When Willis Spear acquired a lease on this property he had a ready source of logs for building the lodge and cabins because unseasonably warm weather followed by a deep freeze in the winter of 1920–1921 had killed many of the trees around the cow camp. Spear and his crew cut the trees and prepared and peeled logs for construction of the buildings. They also set up a sawmill on the site to produce the dimension lumber needed for floors, roof decking, porch decking, and door and window trim.

Using logs from the site, Spear and his crew built a 40-foot-diameter octagonal building which he called the “council lodge.” Like the American Indian tipis it mimicked, the lodge had an open fireplace in the center of the room, which vented directly through a cupola on the roof. Guests gathered in the lodge in the evenings and ate dinner around the “campfire” while exchanging stories of the day’s adventures. In 1933, an extension in the shape of an arrowhead completed the spear and “wigwam” form, more than doubling the size of the building. The unusual shape of the building, with its multiple angles, required sophisticated construction techniques, including an unusual post and purlin roof system for the spearhead. The 8- to 10-foot-diameter log walls have upside-down saddle-notched corners; whether this was a mistake or a trademark of a particular builder is not known, but the upside-down notches have created some problems with water penetration.

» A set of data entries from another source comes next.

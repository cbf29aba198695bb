//! Mock communication port for testing.
//!
//! Provides a configurable mock implementation of the CommunicationPort trait
//! for use in unit tests without a TRDP stack.

use std::sync::atomic::{AtomicBool, AtomicUsize, Ordering};
use std::sync::Arc;
use std::time::Duration;

use async_trait::async_trait;
use parking_lot::RwLock;

use crate::error::{CommError, CommResult};
use crate::message::{ControlMessage, DeliveryReport, ProcessDataMessage};
use crate::port::CommunicationPort;
use crate::scenario::Scenario;

/// Captured call information for verification.
#[derive(Debug, Clone, PartialEq, Eq)]
pub struct CapturedCall {
    pub method: String,
    pub scenario_id: Option<String>,
    pub dataset_id: Option<u32>,
    pub label: Option<String>,
}

impl CapturedCall {
    fn method(method: &str) -> Self {
        Self {
            method: method.to_string(),
            scenario_id: None,
            dataset_id: None,
            label: None,
        }
    }
}

/// Mock communication port for testing.
///
/// This port captures all calls and returns predefined delivery outcomes,
/// allowing tests to drive the engine without a session.
#[derive(Clone)]
pub struct MockPort {
    /// Whether the port is started.
    running: Arc<AtomicBool>,
    /// Predefined delivery outcomes for publish calls.
    outcomes: Arc<RwLock<Vec<bool>>>,
    /// Index of next outcome to return.
    outcome_index: Arc<AtomicUsize>,
    /// Captured calls for verification.
    captured_calls: Arc<RwLock<Vec<CapturedCall>>>,
    /// Error returned from configure.
    configure_failure: Arc<RwLock<Option<String>>>,
    /// Error returned from publish, keyed by dataset id.
    publish_failures: Arc<RwLock<Vec<(u32, String)>>>,
    /// Simulated time spent inside each publish.
    publish_latency: Arc<RwLock<Duration>>,
    /// Simulated time spent inside each control send.
    control_latency: Arc<RwLock<Duration>>,
}

impl Default for MockPort {
    fn default() -> Self {
        Self::new()
    }
}

impl MockPort {
    /// Create a new mock port. It starts stopped, like a real session.
    pub fn new() -> Self {
        Self {
            running: Arc::new(AtomicBool::new(false)),
            outcomes: Arc::new(RwLock::new(Vec::new())),
            outcome_index: Arc::new(AtomicUsize::new(0)),
            captured_calls: Arc::new(RwLock::new(Vec::new())),
            configure_failure: Arc::new(RwLock::new(None)),
            publish_failures: Arc::new(RwLock::new(Vec::new())),
            publish_latency: Arc::new(RwLock::new(Duration::ZERO)),
            control_latency: Arc::new(RwLock::new(Duration::ZERO)),
        }
    }

    /// Mark the port as already started.
    pub fn started(self) -> Self {
        self.running.store(true, Ordering::SeqCst);
        self
    }

    /// Set delivery outcomes returned by successive publish calls (cycled).
    pub fn with_outcomes(self, outcomes: Vec<bool>) -> Self {
        *self.outcomes.write() = outcomes;
        self
    }

    /// Make configure fail with the given message.
    pub fn fail_configure(self, message: impl Into<String>) -> Self {
        *self.configure_failure.write() = Some(message.into());
        self
    }

    /// Make publishing the given dataset fail with the given message.
    pub fn fail_publish(self, dataset_id: u32, message: impl Into<String>) -> Self {
        self.publish_failures.write().push((dataset_id, message.into()));
        self
    }

    /// Sleep for the given duration inside each publish.
    pub fn with_latency(self, latency: Duration) -> Self {
        *self.publish_latency.write() = latency;
        self
    }

    /// Sleep for the given duration inside each control send.
    pub fn with_control_latency(self, latency: Duration) -> Self {
        *self.control_latency.write() = latency;
        self
    }

    /// Clear all captured calls.
    pub fn clear_calls(&self) {
        self.captured_calls.write().clear();
    }

    /// Get all captured calls.
    pub fn get_calls(&self) -> Vec<CapturedCall> {
        self.captured_calls.read().clone()
    }

    /// Check if a specific method was called.
    pub fn was_called(&self, method: &str) -> bool {
        self.captured_calls
            .read()
            .iter()
            .any(|c| c.method == method)
    }

    /// Get calls to a specific method.
    pub fn get_method_calls(&self, method: &str) -> Vec<CapturedCall> {
        self.captured_calls
            .read()
            .iter()
            .filter(|c| c.method == method)
            .cloned()
            .collect()
    }

    /// Dataset ids published so far, in order.
    pub fn published_datasets(&self) -> Vec<u32> {
        self.get_method_calls("publish")
            .into_iter()
            .filter_map(|c| c.dataset_id)
            .collect()
    }

    fn record_call(&self, call: CapturedCall) {
        self.captured_calls.write().push(call);
    }

    fn next_outcome(&self) -> bool {
        let outcomes = self.outcomes.read();
        if outcomes.is_empty() {
            return true;
        }
        let index = self.outcome_index.fetch_add(1, Ordering::SeqCst);
        outcomes[index % outcomes.len()]
    }
}

#[async_trait]
impl CommunicationPort for MockPort {
    async fn configure(&self, scenario: &Scenario) -> CommResult<()> {
        self.record_call(CapturedCall {
            scenario_id: Some(scenario.identifier.clone()),
            ..CapturedCall::method("configure")
        });
        if let Some(msg) = self.configure_failure.read().clone() {
            return Err(CommError::ConfigurationFailed(msg));
        }
        if !self.is_running() {
            return Err(CommError::NotRunning);
        }
        Ok(())
    }

    async fn publish(&self, message: &ProcessDataMessage) -> CommResult<DeliveryReport> {
        self.record_call(CapturedCall {
            dataset_id: Some(message.dataset_id),
            ..CapturedCall::method("publish")
        });

        let latency = *self.publish_latency.read();
        if !latency.is_zero() {
            tokio::time::sleep(latency).await;
        }

        let failure = self
            .publish_failures
            .read()
            .iter()
            .find(|(id, _)| *id == message.dataset_id)
            .map(|(_, msg)| msg.clone());
        if let Some(msg) = failure {
            return Err(CommError::PublishFailed(msg));
        }

        if self.next_outcome() {
            Ok(DeliveryReport::delivered("mock"))
        } else {
            Ok(DeliveryReport::rejected("mock"))
        }
    }

    async fn send_control(&self, message: &ControlMessage) -> CommResult<DeliveryReport> {
        self.record_call(CapturedCall {
            label: Some(message.label.clone()),
            ..CapturedCall::method("send_control")
        });

        let latency = *self.control_latency.read();
        if !latency.is_zero() {
            tokio::time::sleep(latency).await;
        }
        Ok(DeliveryReport {
            success: self.is_running(),
            detail: Some(message.label.clone()),
        })
    }

    async fn start(&self) -> CommResult<()> {
        self.record_call(CapturedCall::method("start"));
        self.running.store(true, Ordering::SeqCst);
        Ok(())
    }

    async fn stop(&self) -> CommResult<()> {
        self.record_call(CapturedCall::method("stop"));
        self.running.store(false, Ordering::SeqCst);
        Ok(())
    }

    fn is_running(&self) -> bool {
        self.running.load(Ordering::SeqCst)
    }
}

The interior of the building contains a main lounge or hall, family-style dining room, and a kitchen in the original council lodge space. The lounge is divided into two sections by a massive stone interior fireplace and chimney. The spacious area facing the fireplace is centered on a two-story-tall stout log post from which radiate eleven angled purlins supporting the log rafters at the widest portion of the arrowhead. The high ceiling, irregular shape, and pattern of rafters and purlins, along with the majestic fireplace, make this a very dramatic space.

In addition to the lodge, Spear built several log guest cabins—simple one-story, rectangular buildings, each with two bedrooms and most with indoor plumbing fed by a nearby spring. Over the years, Spear regularly hosted important people at his dude ranch, including business executives and politicians (Spear himself served as a state senator). His most acclaimed guest was Ernest Hemingway, who visited with his wife Pauline in 1928; the couple stayed in one of the simple, two-bedroom log cabins while the author worked on A Farewell to Arms. This cabin has been named in his honor.

The Northern Wyoming Community College District is updating the campus buildings while retaining their historic form and materials. The campus is open from June through September, and used for classes, retreats, and community events. Visitors are welcome.

References

“The History of Spear-O-Wigwam in the Bighorn Mountains.” Spear-O-Wigwam Mountain Campus. Accessed September 1, 2014. http://www.sheridan.edu/site/spearowigwam/history/.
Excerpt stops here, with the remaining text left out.